Pulmonary Alveolar Microlithiasis: An Indolent Disease with Astounding Radiological Findings

Abstract

Pulmonary Alveolar Microlithiasis is a disorder in which calcospherites composed of calcium and phosphorous accumulate in the alveoli throughout the lung parenchyma leading to a progressive infiltrative lung disease. It can present completely asymptomatically in early childhood, only to end with cor pulmonale in later life. We report two cases - the first, a six - year - old boy who had a strong familial history of lung diseases and presented with a history of chronic cough. No further symptoms were elicited, although two elder familial members had passed away of cor pulmonale in their mid - 30s. The other is an eight - year - old boy referred to as a case of “ non - responsive pulmonary tuberculosis, diagnosed sans microbiological evidence.
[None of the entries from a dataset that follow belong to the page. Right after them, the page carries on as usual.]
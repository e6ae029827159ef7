//! HTTP binding for the query endpoint.
//!
//! The core crate interprets responses ([`QueryResponse`]); this module
//! only moves bytes with `ureq` and maps transport failures.

use std::time::Duration;

use muster_core::backend::QueryResponse;
use muster_core::error::FetchError;
use muster_core::model::Incident;
use muster_core::reconcile::IncidentSource;

/// [`IncidentSource`] over HTTP.
#[derive(Debug)]
pub struct HttpIncidentSource {
    base_url: String,
    token: Option<String>,
    agent: ureq::Agent,
}

impl HttpIncidentSource {
    #[must_use]
    pub fn new(base_url: impl Into<String>, token: Option<String>) -> Self {
        let agent = ureq::AgentBuilder::new()
            .timeout(Duration::from_secs(15))
            .build();
        Self {
            base_url: base_url.into(),
            token,
            agent,
        }
    }

    fn assigned_url(&self, team_id: &str) -> String {
        format!(
            "{}/teams/{team_id}/assigned-incidents",
            self.base_url.trim_end_matches('/')
        )
    }
}

impl IncidentSource for HttpIncidentSource {
    fn fetch_assigned(&self, team_id: &str) -> Result<Vec<Incident>, FetchError> {
        let url = self.assigned_url(team_id);
        let mut request = self
            .agent
            .get(&url)
            .set("Accept", "application/json")
            .set("Cache-Control", "no-store")
            .set("User-Agent", "muster-cli");

        if let Some(token) = &self.token {
            request = request.set("Authorization", &format!("Bearer {token}"));
        }

        let response = match request.call() {
            Ok(response) => response,
            // Non-2xx still carries a body worth extracting.
            Err(ureq::Error::Status(_, response)) => response,
            Err(ureq::Error::Transport(transport)) => {
                return Err(FetchError::Network(transport.to_string()));
            }
        };

        to_query_response(response).into_incidents()
    }
}

fn to_query_response(response: ureq::Response) -> QueryResponse {
    let status = response.status();
    let content_type = response.content_type().to_string();
    let body = response.into_string().unwrap_or_default();
    QueryResponse::new(status, content_type, body)
}
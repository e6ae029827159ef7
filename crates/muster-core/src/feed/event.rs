//! Wire types for the change-data-capture stream.
//!
//! Every event carries an operation, the source record family, and the old
//! and new row snapshots as loosely-typed JSON. Snapshots stay `Value`s on
//! purpose: the feed mirrors backend tables whose schemas drift, and the
//! engine only ever reads a handful of fields from them.

use serde::{Deserialize, Serialize};
use serde_json::Value;
use std::fmt;
use std::str::FromStr;

/// The three operations a change event can describe.
#[derive(Debug, Clone, Copy, PartialEq, Eq, Hash)]
pub enum FeedEventType {
    Insert,
    Update,
    Delete,
}

impl FeedEventType {
    pub const ALL: [Self; 3] = [Self::Insert, Self::Update, Self::Delete];

    #[must_use]
    pub const fn as_str(self) -> &'static str {
        match self {
            Self::Insert => "insert",
            Self::Update => "update",
            Self::Delete => "delete",
        }
    }
}

impl fmt::Display for FeedEventType {
    fn fmt(&self, f: &mut fmt::Formatter<'_>) -> fmt::Result {
        f.write_str(self.as_str())
    }
}

/// Error returned when parsing an unknown event-type string.
#[derive(Debug, Clone, PartialEq, Eq)]
pub struct UnknownEventType {
    pub raw: String,
}

impl fmt::Display for UnknownEventType {
    fn fmt(&self, f: &mut fmt::Formatter<'_>) -> fmt::Result {
        write!(
            f,
            "unknown feed event type '{}': expected insert, update, or delete",
            self.raw
        )
    }
}

impl std::error::Error for UnknownEventType {}

impl FromStr for FeedEventType {
    type Err = UnknownEventType;

    // Feed backends disagree on casing (some publish `INSERT`), so parsing
    // is case-insensitive while serialization stays lowercase.
    fn from_str(s: &str) -> Result<Self, Self::Err> {
        match s.to_ascii_lowercase().as_str() {
            "insert" => Ok(Self::Insert),
            "update" => Ok(Self::Update),
            "delete" => Ok(Self::Delete),
            _ => Err(UnknownEventType { raw: s.to_string() }),
        }
    }
}

impl Serialize for FeedEventType {
    fn serialize<S: serde::Serializer>(&self, serializer: S) -> Result<S::Ok, S::Error> {
        serializer.serialize_str(self.as_str())
    }
}

impl<'de> Deserialize<'de> for FeedEventType {
    fn deserialize<D: serde::Deserializer<'de>>(deserializer: D) -> Result<Self, D::Error> {
        let s = String::deserialize(deserializer)?;
        Self::from_str(&s).map_err(serde::de::Error::custom)
    }
}

/// The three record families the subscription covers.
#[derive(Debug, Clone, Copy, PartialEq, Eq, Hash)]
pub enum RecordTable {
    /// The incident records themselves.
    Incidents,
    /// Responder-authored field reports.
    FieldReports,
    /// Terminal finalized reports; a link removes an incident from scope.
    FinalizedReports,
}

impl RecordTable {
    pub const ALL: [Self; 3] = [Self::Incidents, Self::FieldReports, Self::FinalizedReports];

    #[must_use]
    pub const fn as_str(self) -> &'static str {
        match self {
            Self::Incidents => "incidents",
            Self::FieldReports => "field_reports",
            Self::FinalizedReports => "finalized_reports",
        }
    }
}

impl fmt::Display for RecordTable {
    fn fmt(&self, f: &mut fmt::Formatter<'_>) -> fmt::Result {
        f.write_str(self.as_str())
    }
}

/// Error returned when parsing an unknown table name.
#[derive(Debug, Clone, PartialEq, Eq)]
pub struct UnknownTable {
    pub raw: String,
}

impl fmt::Display for UnknownTable {
    fn fmt(&self, f: &mut fmt::Formatter<'_>) -> fmt::Result {
        write!(
            f,
            "unknown record table '{}': expected incidents, field_reports, or finalized_reports",
            self.raw
        )
    }
}

impl std::error::Error for UnknownTable {}

impl FromStr for RecordTable {
    type Err = UnknownTable;

    fn from_str(s: &str) -> Result<Self, Self::Err> {
        match s {
            "incidents" => Ok(Self::Incidents),
            "field_reports" => Ok(Self::FieldReports),
            "finalized_reports" => Ok(Self::FinalizedReports),
            _ => Err(UnknownTable { raw: s.to_string() }),
        }
    }
}

impl Serialize for RecordTable {
    fn serialize<S: serde::Serializer>(&self, serializer: S) -> Result<S::Ok, S::Error> {
        serializer.serialize_str(self.as_str())
    }
}

impl<'de> Deserialize<'de> for RecordTable {
    fn deserialize<D: serde::Deserializer<'de>>(deserializer: D) -> Result<Self, D::Error> {
        let s = String::deserialize(deserializer)?;
        Self::from_str(&s).map_err(serde::de::Error::custom)
    }
}

/// One change-data-capture event.
#[derive(Debug, Clone, PartialEq, Serialize, Deserialize)]
pub struct FeedEvent {
    pub event_type: FeedEventType,
    pub table: RecordTable,
    #[serde(default)]
    pub old: Option<Value>,
    #[serde(default)]
    pub new: Option<Value>,
}

impl FeedEvent {
    /// The id of the affected record, preferring the new snapshot.
    #[must_use]
    pub fn record_id(&self) -> Option<String> {
        self.new
            .as_ref()
            .and_then(|row| id_field(row, "id"))
            .or_else(|| self.old.as_ref().and_then(|row| id_field(row, "id")))
    }
}

/// Read an id-like field, normalizing backend numeric ids to strings so
/// comparisons never depend on whether a table uses integer or uuid keys.
#[must_use]
pub fn id_field(row: &Value, key: &str) -> Option<String> {
    match row.get(key)? {
        Value::String(s) if !s.is_empty() => Some(s.clone()),
        Value::Number(n) => Some(n.to_string()),
        _ => None,
    }
}

/// Read a non-null, non-empty string field from a snapshot.
#[must_use]
pub fn text_field<'a>(row: &'a Value, key: &str) -> Option<&'a str> {
    match row.get(key)? {
        Value::String(s) if !s.is_empty() => Some(s.as_str()),
        _ => None,
    }
}

/// Read a numeric field, accepting the stringly-typed numbers some
/// backends emit for latitude/longitude columns.
#[must_use]
pub fn number_field(row: &Value, key: &str) -> Option<f64> {
    match row.get(key)? {
        Value::Number(n) => n.as_f64(),
        Value::String(s) => s.trim().parse().ok(),
        _ => None,
    }
}

#[cfg(test)]
mod tests {
    use super::*;
    use serde_json::json;

    // === enums ============================================================

    #[test]
    fn event_type_roundtrip() {
        for et in FeedEventType::ALL {
            let parsed: FeedEventType = et.as_str().parse().expect("parse");
            assert_eq!(parsed, et);
            assert_eq!(
                serde_json::to_string(&et).expect("serialize"),
                format!("\"{}\"", et.as_str())
            );
        }
    }

    #[test]
    fn event_type_parses_uppercase() {
        assert_eq!("INSERT".parse::<FeedEventType>(), Ok(FeedEventType::Insert));
        assert_eq!("Update".parse::<FeedEventType>(), Ok(FeedEventType::Update));
    }

    #[test]
    fn event_type_rejects_unknown() {
        let err = "upsert".parse::<FeedEventType>().expect_err("should fail");
        assert_eq!(err.raw, "upsert");
        assert!(err.to_string().contains("insert, update, or delete"));
    }

    #[test]
    fn table_roundtrip() {
        for table in RecordTable::ALL {
            let parsed: RecordTable = table.as_str().parse().expect("parse");
            assert_eq!(parsed, table);
        }
    }

    #[test]
    fn table_rejects_unknown() {
        assert!("users".parse::<RecordTable>().is_err());
    }

    // === event decoding ===================================================

    #[test]
    fn decodes_wire_event() {
        let event: FeedEvent = serde_json::from_value(json!({
            "event_type": "update",
            "table": "incidents",
            "old": {"id": "inc-1", "status": "pending"},
            "new": {"id": "inc-1", "status": "responded"},
        }))
        .expect("decode");

        assert_eq!(event.event_type, FeedEventType::Update);
        assert_eq!(event.table, RecordTable::Incidents);
        assert_eq!(event.record_id().as_deref(), Some("inc-1"));
    }

    #[test]
    fn record_id_falls_back_to_old_snapshot() {
        let event = FeedEvent {
            event_type: FeedEventType::Delete,
            table: RecordTable::Incidents,
            old: Some(json!({"id": "inc-9"})),
            new: None,
        };
        assert_eq!(event.record_id().as_deref(), Some("inc-9"));
    }

    #[test]
    fn record_id_missing_when_snapshots_unusable() {
        let event = FeedEvent {
            event_type: FeedEventType::Update,
            table: RecordTable::Incidents,
            old: Some(json!({"id": null})),
            new: Some(json!({"status": "pending"})),
        };
        assert!(event.record_id().is_none());
    }

    // === snapshot accessors ===============================================

    #[test]
    fn id_field_normalizes_numbers() {
        let row = json!({"team_id": 7, "id": "inc-1"});
        assert_eq!(id_field(&row, "team_id").as_deref(), Some("7"));
        assert_eq!(id_field(&row, "id").as_deref(), Some("inc-1"));
        assert!(id_field(&row, "missing").is_none());
    }

    #[test]
    fn number_field_accepts_strings() {
        let row = json!({"latitude": "14.5995", "longitude": 120.9842, "bad": "north"});
        assert_eq!(number_field(&row, "latitude"), Some(14.5995));
        assert_eq!(number_field(&row, "longitude"), Some(120.9842));
        assert!(number_field(&row, "bad").is_none());
    }
}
Respiratory examination, and growth were normal in both children. Chest X - ray had a typical ‘ Stone Lung ’ appearance. The clinical findings were in contrast to the radiological picture and hence a CT scan (Chest) was done. On further suspicion, lung biopsy and genetic analysis established the diagnosis of Pulmonary Alveolar Micro-lithiasis The patients were given supportive treatment and started on oral Etidronate. With an indolent clinical course, Pulmonary Alveolar Microlithiasis poises itself to remain a “ missed diagnosis ” with eventual poor outcome, unless the paediatrician is vary about the astounding radiological findings, which should immediately prompt towards further workup for the disease.